_Task to complete:_
From the material below, list every line containing "filename".

_Data:_
---*---
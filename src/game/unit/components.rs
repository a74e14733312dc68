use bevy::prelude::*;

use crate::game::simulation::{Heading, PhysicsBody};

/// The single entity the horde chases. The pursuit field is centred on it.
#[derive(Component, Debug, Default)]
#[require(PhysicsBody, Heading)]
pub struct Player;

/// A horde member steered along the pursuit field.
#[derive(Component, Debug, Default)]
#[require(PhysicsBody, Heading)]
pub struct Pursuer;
---*---
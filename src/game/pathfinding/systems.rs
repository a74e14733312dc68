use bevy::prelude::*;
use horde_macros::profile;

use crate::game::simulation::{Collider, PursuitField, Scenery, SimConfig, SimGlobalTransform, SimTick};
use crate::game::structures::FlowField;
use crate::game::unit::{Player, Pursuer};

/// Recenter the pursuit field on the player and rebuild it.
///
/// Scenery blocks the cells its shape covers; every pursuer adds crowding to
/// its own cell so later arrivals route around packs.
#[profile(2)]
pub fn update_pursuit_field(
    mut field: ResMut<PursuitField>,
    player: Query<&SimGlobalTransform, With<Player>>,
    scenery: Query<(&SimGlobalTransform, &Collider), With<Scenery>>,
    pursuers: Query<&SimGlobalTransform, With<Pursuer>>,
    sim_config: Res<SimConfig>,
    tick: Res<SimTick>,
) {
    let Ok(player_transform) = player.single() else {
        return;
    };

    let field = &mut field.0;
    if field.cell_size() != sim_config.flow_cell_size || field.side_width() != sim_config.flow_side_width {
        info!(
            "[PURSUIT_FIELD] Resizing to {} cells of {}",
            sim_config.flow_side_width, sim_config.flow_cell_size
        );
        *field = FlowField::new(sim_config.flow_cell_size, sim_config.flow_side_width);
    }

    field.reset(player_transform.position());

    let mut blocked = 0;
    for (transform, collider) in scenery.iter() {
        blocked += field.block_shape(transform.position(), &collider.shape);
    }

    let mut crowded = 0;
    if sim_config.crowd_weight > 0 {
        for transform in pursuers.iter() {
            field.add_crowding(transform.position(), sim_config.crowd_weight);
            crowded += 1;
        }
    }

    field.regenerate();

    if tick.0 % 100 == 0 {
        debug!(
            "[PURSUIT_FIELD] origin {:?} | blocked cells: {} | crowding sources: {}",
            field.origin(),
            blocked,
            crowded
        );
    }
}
---*---
_Solution:_
filename src/game/unit/components.rs
filename src/game/pathfinding/systems.rs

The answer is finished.